Em que pese o desgosto com o momento, percebe-se relativo aumento do interesse pela política. Não se trata ainda de mobilização; como uma onda, o envolvimento começa pequeno, ainda que no seio das elites. Aqui e acolá, grupos se reúnem com preocupações que raramente se expressavam no passado: mais profundamente, quer-se compreender o que se passa; lentamente, se entende que não basta trocar as moscas.

O país, de fato, tem carecido de discussão de melhor nível; reflexões, que não se alimentem de rancor, podem gerar mobilização de melhor qualidade, libertada do senso comum e do preconceito. A participação da elite, em qualquer país, é sempre importante — se souber se abrir para o mundo que a cerca e se desvencilhar do senso comum. Fugir do simplismo, conciliar o simples e o complexo.

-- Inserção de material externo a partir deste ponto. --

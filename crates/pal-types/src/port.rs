use chrono::{DateTime, Utc};
use serde::{Deserialize, Serialize};

#[derive(Debug, Clone, Copy, PartialEq, Eq, Serialize, Deserialize)]
#[serde(rename_all = "snake_case")]
pub enum PortStatus {
    Pending,
    Running,
    Complete,
    Failed,
    Blocked,
}

impl PortStatus {
    pub fn as_str(&self) -> &'static str {
        match self {
            PortStatus::Pending => "pending",
            PortStatus::Running => "running",
            PortStatus::Complete => "complete",
            PortStatus::Failed => "failed",
            PortStatus::Blocked => "blocked",
        }
    }

    pub fn parse(s: &str) -> Option<Self> {
        match s {
            "pending" => Some(PortStatus::Pending),
            "running" => Some(PortStatus::Running),
            "complete" => Some(PortStatus::Complete),
            "failed" => Some(PortStatus::Failed),
            "blocked" => Some(PortStatus::Blocked),
            _ => None,
        }
    }

    pub fn is_terminal(&self) -> bool {
        matches!(self, PortStatus::Complete | PortStatus::Failed)
    }
}

#[derive(Debug, Clone, Copy, PartialEq, Eq, Serialize, Deserialize)]
#[serde(rename_all = "snake_case")]
pub enum PortType {
    Atomic,
    Orchestration,
}

impl PortType {
    pub fn as_str(&self) -> &'static str {
        match self {
            PortType::Atomic => "atomic",
            PortType::Orchestration => "orchestration",
        }
    }

    pub fn parse(s: &str) -> Option<Self> {
        match s {
            "atomic" => Some(PortType::Atomic),
            "orchestration" => Some(PortType::Orchestration),
            _ => None,
        }
    }
}

/// An atomic unit of work: a specification the agents implement.
#[derive(Debug, Clone, Serialize, Deserialize)]
pub struct Port {
    pub id: String,
    #[serde(skip_serializing_if = "Option::is_none")]
    pub title: Option<String>,
    pub status: PortStatus,
    pub port_type: PortType,
    #[serde(skip_serializing_if = "Option::is_none")]
    pub session_id: Option<String>,
    #[serde(skip_serializing_if = "Option::is_none")]
    pub agent_id: Option<String>,
    #[serde(skip_serializing_if = "Option::is_none")]
    pub file_path: Option<String>,
    pub created_at: DateTime<Utc>,
    #[serde(skip_serializing_if = "Option::is_none")]
    pub started_at: Option<DateTime<Utc>>,
    #[serde(skip_serializing_if = "Option::is_none")]
    pub completed_at: Option<DateTime<Utc>>,
    pub input_tokens: u64,
    pub output_tokens: u64,
    pub cost: f64,
    #[serde(skip_serializing_if = "Option::is_none")]
    pub duration_secs: Option<i64>,
    /// Why the last completion attempt blocked, for the agent that reads
    /// the port later.
    #[serde(skip_serializing_if = "Option::is_none")]
    pub failure_summary: Option<String>,
}

/// Directed dependency edge: `port_id` depends on `depends_on`.
#[derive(Debug, Clone, Serialize, Deserialize)]
pub struct PortDependency {
    pub port_id: String,
    pub depends_on: String,
    #[serde(default)]
    pub required_outputs: Vec<String>,
    pub satisfied: bool,
    #[serde(skip_serializing_if = "Option::is_none")]
    pub satisfied_at: Option<DateTime<Utc>>,
}

#[derive(Debug, Clone, Serialize, Deserialize)]
pub struct ChecklistItem {
    pub description: String,
    pub required: bool,
    pub passed: bool,
    #[serde(skip_serializing_if = "Option::is_none")]
    pub output: Option<String>,
    #[serde(skip_serializing_if = "Option::is_none")]
    pub message: Option<String>,
}

/// Outcome handed up by the external verifier when a port finishes.
/// The gate classifies it; it never runs builds or tests itself.
#[derive(Debug, Clone, Serialize, Deserialize)]
pub struct ChecklistResult {
    pub passed: bool,
    pub items: Vec<ChecklistItem>,
}

impl ChecklistResult {
    /// The gate rule: all required items passed. The caller-provided
    /// `passed` flag is advisory; the items decide.
    pub fn gate_passed(&self) -> bool {
        self.items.iter().filter(|i| i.required).all(|i| i.passed)
    }

    pub fn required_failures(&self) -> Vec<&ChecklistItem> {
        self.items
            .iter()
            .filter(|i| i.required && !i.passed)
            .collect()
    }

    /// One-line summary of what blocked, written into the port row and the
    /// escalation on gate failure.
    pub fn failure_summary(&self) -> String {
        let parts: Vec<String> = self
            .required_failures()
            .iter()
            .map(|item| match &item.message {
                Some(msg) => format!("{} ({})", item.description, msg),
                None => item.description.clone(),
            })
            .collect();
        format!("checklist failed: {}", parts.join(", "))
    }
}

#[cfg(test)]
mod tests {
    use super::*;

    fn item(desc: &str, required: bool, passed: bool, message: Option<&str>) -> ChecklistItem {
        ChecklistItem {
            description: desc.to_string(),
            required,
            passed,
            output: None,
            message: message.map(|m| m.to_string()),
        }
    }

    #[test]
    fn test_gate_requires_all_required_items() {
        let result = ChecklistResult {
            passed: true,
            items: vec![
                item("build", true, true, None),
                item("tests", true, false, Some("3 failing")),
                item("lint", false, false, None),
            ],
        };
        assert!(!result.gate_passed());
        assert_eq!(result.required_failures().len(), 1);
        assert!(result.failure_summary().contains("tests"));
        assert!(result.failure_summary().contains("3 failing"));
    }

    #[test]
    fn test_non_required_failures_do_not_block() {
        let result = ChecklistResult {
            passed: false,
            items: vec![
                item("build", true, true, None),
                item("docs", false, false, None),
            ],
        };
        // advisory `passed` flag is ignored; the items decide
        assert!(result.gate_passed());
    }

    #[test]
    fn test_empty_checklist_passes() {
        let result = ChecklistResult {
            passed: true,
            items: vec![],
        };
        assert!(result.gate_passed());
    }
}
use chrono::{DateTime, Utc};
use serde::{Deserialize, Serialize};

#[derive(Debug, Clone, Copy, PartialEq, Eq, Serialize, Deserialize)]
#[serde(rename_all = "snake_case")]
pub enum CheckpointTrigger {
    AutoThreshold,
    Manual,
    PreCompact,
}

impl CheckpointTrigger {
    pub fn as_str(&self) -> &'static str {
        match self {
            CheckpointTrigger::AutoThreshold => "auto_threshold",
            CheckpointTrigger::Manual => "manual",
            CheckpointTrigger::PreCompact => "pre_compact",
        }
    }

    pub fn parse(s: &str) -> Option<Self> {
        match s {
            "auto_threshold" => Some(CheckpointTrigger::AutoThreshold),
            "manual" => Some(CheckpointTrigger::Manual),
            "pre_compact" => Some(CheckpointTrigger::PreCompact),
            _ => None,
        }
    }
}

/// A restorable narrative snapshot of a session, built by the core (never
/// by the model). Content is immutable once written.
#[derive(Debug, Clone, Serialize, Deserialize)]
pub struct Checkpoint {
    pub id: i64,
    pub session_id: String,
    pub trigger_type: CheckpointTrigger,
    pub summary: String,
    #[serde(skip_serializing_if = "Option::is_none")]
    pub port_id: Option<String>,
    pub active_files: Vec<String>,
    pub key_points: Vec<String>,
    pub decisions: Vec<String>,
    pub next_steps: Vec<String>,
    pub token_snapshot: u64,
    /// Highest session event id that existed when this checkpoint was
    /// taken. Restore bundles replay only events after this boundary.
    pub last_event_id: i64,
    pub created_at: DateTime<Utc>,
}

/// Deterministic recovery payload: the checkpoint plus everything the
/// session logged after it, ready to paste into an agent's next message.
#[derive(Debug, Clone, PartialEq, Serialize, Deserialize)]
pub struct RestoreBundle {
    pub checkpoint_id: i64,
    pub session_id: String,
    pub summary: String,
    pub active_files: Vec<String>,
    pub key_points: Vec<String>,
    pub next_steps: Vec<String>,
    pub recent_decisions: Vec<String>,
}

O discurso a respeito da ''gestão'', por exemplo, precisa de urgente qualificação. Gestão (de qualidade) é, obviamente, necessária. A política sem gestão é voluntarismo; ineficiência que resultará no caos. Contudo, os problemas da sociedade são sempre mais complexos do que dizem os manuais e os gerentes e nem tudo se limita a estabelecer uma boa rotina operacional.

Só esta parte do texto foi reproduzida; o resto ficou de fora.